Ireland’s climate change policies ‘need a reset’
Government 'needs to stop making aspirational pledges’ and adopt renewable energy, says Prof John Sweeney
The EU has adopted demanding new directives on renewable energy. Photograph: Getty Images
Ireland will have to stop making “aspirational pledges” on how it is going to achieve reductions in carbon emissions and adopt renewable energy, according to the leading climatologist Prof John Sweeney.
The consequences of a new climate and energy plan, a draft of which must be submitted by the Government to the EU before the end of 2018, meant Ireland would have to commit to yearly targets “and hard choices will have to be made out to 2050”, he told the Oireachtas Committee on Climate Change.
The choices would be “unpopular, disruptive and will cause angst in particular sectors”, but decisions had to be taken now on energy and emissions because of a growing realisation that not enough is being done to tackle global warming.
The EU, determined to fulfil a global leader role on climate action, had adopted demanding new directives on renewable energy and energy efficiency and set a 32 per cent “effort-sharing” target for renewable energy by 2030. It was possible that later this year, he said, it would propose increasing that figure to 45 per cent at the UN “COP24” meeting in Poland.
In addition, next month’s UN report on the likelihood of limiting global temperature rise to 1.5 degrees above pre-industrial levels would re-enforce that case. He was not breaching confidentiality by saying it will show that unless there is an accelerating rate of decarbonisation in all economies, keeping temperature rise to that limit will not be achievable.
Prof Sweeney of Maynooth University was part of a delegation from the Environmental Pillar which appeared on Wednesday before the committee – it is examining how best to implement the Citizen’s Assembly’s recommendations on climate change and policy adjustments needed to meet the requirements of the climate and energy plan.
Five-year carbon budgets for the whole economy adopted by parliament and extending beyond the term of a particular government, which had proven to be highly effective in the UK, should be adopted in Ireland, EP spokesman Oisin Coghlan said.
“One of the main reasons the 2017 National Mitigation Plan hasn’t worked is because it didn’t start with a whole-economy carbon budget to which the policies and measures had to add up,” he said. “It started with no limit, no target and simply invited sectoral Departments to propose measures to cut [carbon] pollution.

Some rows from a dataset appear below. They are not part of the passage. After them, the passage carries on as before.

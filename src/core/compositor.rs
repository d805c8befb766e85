//! # Compositor: slot snapshot → one title → display sink.
//!
//! Every section actor calls [`Compositor::publish`] after writing its slot.
//! Publishes are serialized by one mutex that guards both the sink and the
//! scratch buffer; the slot snapshot is taken while holding it, so the most
//! recent publish always reflects the most recent writes.
//!
//! ```text
//! publish():
//!   lock(sink, scratch)
//!     ├─► store.read_all()            (per-slot snapshot)
//!     ├─► scratch = concat(texts)     (slot order, no separator)
//!     ├─► sink.set_title(scratch) + sink.flush()
//!     │      ├─ Ok  ─► BarPublished
//!     │      └─ Err ─► PublishFailed (worker keeps running)
//!   unlock
//! ```
//!
//! ## Rules
//! - The sink is closed **exactly once**: by [`Compositor::close`] or, failing that, on drop.
//! - Publishing after close returns [`SinkError::Closed`] and touches nothing.

use std::sync::Arc;

use tokio::sync::Mutex;

use crate::core::store::SlotStore;
use crate::error::SinkError;
use crate::events::{Bus, Event, EventKind};
use crate::sinks::DisplaySink;
use crate::text::SectionText;

struct Output {
    sink: Option<Box<dyn DisplaySink>>,
    scratch: String,
}

/// Composes the bar and forwards it to the display sink.
pub struct Compositor {
    store: Arc<SlotStore>,
    bus: Bus,
    output: Mutex<Output>,
}

/// Concatenates section texts in order, without separators.
///
/// ```
/// use rootbar::{SectionText, compose};
///
/// let texts: Vec<SectionText> = ["[A]", "[B]"].iter().map(|s| SectionText::new(s, 64)).collect();
/// assert_eq!(compose(&texts), "[A][B]");
/// ```
pub fn compose(texts: &[SectionText]) -> String {
    let mut out = String::new();
    compose_into(texts, &mut out);
    out
}

fn compose_into(texts: &[SectionText], buf: &mut String) {
    buf.clear();
    buf.reserve(texts.iter().map(|t| t.as_str().len()).sum());
    for text in texts {
        buf.push_str(text.as_str());
    }
}

impl Compositor {
    pub fn new(store: Arc<SlotStore>, sink: Box<dyn DisplaySink>, bus: Bus) -> Self {
        Self {
            store,
            bus,
            output: Mutex::new(Output {
                sink: Some(sink),
                scratch: String::new(),
            }),
        }
    }

    /// Composes the current slots and forwards the result to the sink.
    ///
    /// Returns the published bar.
    pub async fn publish(&self) -> Result<String, SinkError> {
        let mut output = self.output.lock().await;
        let Output { sink, scratch } = &mut *output;
        let Some(sink) = sink.as_mut() else {
            return Err(SinkError::Closed);
        };

        let snapshot = self.store.read_all().await;
        compose_into(&snapshot, scratch);

        match sink.set_title(scratch).and_then(|()| sink.flush()) {
            Ok(()) => {
                let bar = std::mem::take(scratch);
                self.bus
                    .publish(Event::new(EventKind::BarPublished).with_text(bar.as_str()));
                Ok(bar)
            }
            Err(e) => {
                self.bus.publish(
                    Event::new(EventKind::PublishFailed)
                        .with_reason(format!("{}: {e}", sink.name())),
                );
                Err(e)
            }
        }
    }

    /// Closes the sink. Returns `false` if it was already closed.
    pub async fn close(&self) -> bool {
        let mut output = self.output.lock().await;
        Self::close_output(&mut output, &self.bus)
    }

    /// True until [`close`](Self::close) has run.
    pub async fn is_open(&self) -> bool {
        self.output.lock().await.sink.is_some()
    }

    fn close_output(output: &mut Output, bus: &Bus) -> bool {
        output.scratch.clear();
        match output.sink.take() {
            Some(mut sink) => {
                sink.close();
                bus.publish(Event::new(EventKind::SinkClosed));
                true
            }
            None => false,
        }
    }
}

impl Drop for Compositor {
    fn drop(&mut self) {
        Self::close_output(self.output.get_mut(), &self.bus);
    }
}

#[cfg(test)]
mod tests {
    use super::*;
    use crate::sinks::{MemorySink, MemorySinkHandle};

    fn setup(slots: &[&str]) -> (Arc<SlotStore>, Compositor, MemorySinkHandle, Bus) {
        let store = Arc::new(SlotStore::new(slots.len()));
        let (sink, handle) = MemorySink::new();
        let bus = Bus::new(64);
        let comp = Compositor::new(Arc::clone(&store), Box::new(sink), bus.clone());
        (store, comp, handle, bus)
    }

    async fn fill(store: &SlotStore, texts: &[&str]) {
        for (i, t) in texts.iter().enumerate() {
            store.write(i, SectionText::new(t, 64)).await;
        }
    }

    #[tokio::test]
    async fn concatenates_in_slot_order_without_separator() {
        let texts = ["[A]", "[B]", "[C]", "[D]"];
        let (store, comp, handle, _bus) = setup(&texts);
        fill(&store, &texts).await;

        assert_eq!(comp.publish().await.unwrap(), "[A][B][C][D]");
        assert_eq!(handle.last_title().as_deref(), Some("[A][B][C][D]"));
        assert_eq!(handle.flushes(), 1);
    }

    #[tokio::test]
    async fn composing_twice_is_identical() {
        let texts = ["[A]", "[B]"];
        let (store, comp, handle, _bus) = setup(&texts);
        fill(&store, &texts).await;

        let first = comp.publish().await.unwrap();
        let second = comp.publish().await.unwrap();
        assert_eq!(first, second);
        assert_eq!(handle.titles(), vec![first.clone(), first]);
    }

    #[tokio::test]
    async fn shorter_bar_does_not_inherit_old_content() {
        let (store, comp, handle, _bus) = setup(&["", ""]);
        fill(&store, &["[a long title]", "[x]"]).await;
        comp.publish().await.unwrap();

        store.write(0, SectionText::new("[s]", 64)).await;
        comp.publish().await.unwrap();
        assert_eq!(handle.last_title().as_deref(), Some("[s][x]"));
    }

    #[tokio::test]
    async fn unwritten_slots_contribute_nothing() {
        let (store, comp, _handle, _bus) = setup(&["", "", ""]);
        store.write(1, SectionText::new("[clock]", 64)).await;
        assert_eq!(comp.publish().await.unwrap(), "[clock]");
    }

    #[tokio::test]
    async fn sink_failure_is_reported_not_fatal() {
        let (store, comp, handle, bus) = setup(&["[A]"]);
        let mut rx = bus.subscribe();
        fill(&store, &["[A]"]).await;

        handle.fail_next(1);
        assert!(comp.publish().await.is_err());
        assert_eq!(rx.recv().await.unwrap().kind, EventKind::PublishFailed);

        assert_eq!(comp.publish().await.unwrap(), "[A]");
    }

    #[tokio::test]
    async fn close_happens_once() {
        let (_store, comp, handle, _bus) = setup(&["[A]"]);
        assert!(comp.is_open().await);
        assert!(comp.close().await);
        assert!(!comp.close().await);
        assert!(matches!(comp.publish().await, Err(SinkError::Closed)));
        drop(comp);
        assert_eq!(handle.closes(), 1);
    }

    #[tokio::test]
    async fn drop_closes_unclosed_sink() {
        let (_store, comp, handle, _bus) = setup(&["[A]"]);
        drop(comp);
        assert_eq!(handle.closes(), 1);
    }
}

“Without that budget, that limit, Government negotiations on climate measures will never produce a plan to cut emissions in line with the Paris Agreement,” he believed.
Mr Coghlan said, however, recent admissions of climate action failures by the Government “clear the decks for the committee to forge a climate action plan for the next decade that puts Ireland on track to do our fair share to meet our climate commitments”.
“The Government has conceded frankly that current policies and measures are not working and that we need a reset,” he added.
“In the face of the global emergency and Ireland’s baffling procrastination, we see this committee’s role as ushering in an era of action,” he added.
Charles Stanley Smith of An Taisce outlined key policy decisions the State should take to bring Ireland a step closer to real climate leadership, including an end to subsidies for peat harvesting; “rewetting” of bogs and a carbon tax on agricultural emissions.
A vulnerability assessment of key infrastructure to determine how exposed Ireland is to the threat of climate change was also needed, he said.
Greater investment was needed in clean public transport, and in cycling and walking infrastructure to bolster a move away from private car use, he suggested.
“A priority should also be to move away towards active transport, green public transport, shared electric car schemes and car-pooling. Long commutes are a social problem as well as a cause of transport-induced emissions,” he said.
Andrew St Ledger, also of the EP, called for an independent review of Coillte to ensure the commercial semi-state body managed its large public land bank in a climate-resilient manner. Prioritising a new forestry model of native trees and biodiversity rich woodlands in the right place was necessary, rather than relying on use of unsustainable biomass.
He called for farmers to be rewarded for carbon storage and land diversification, with a focus on planting native trees and organic farming.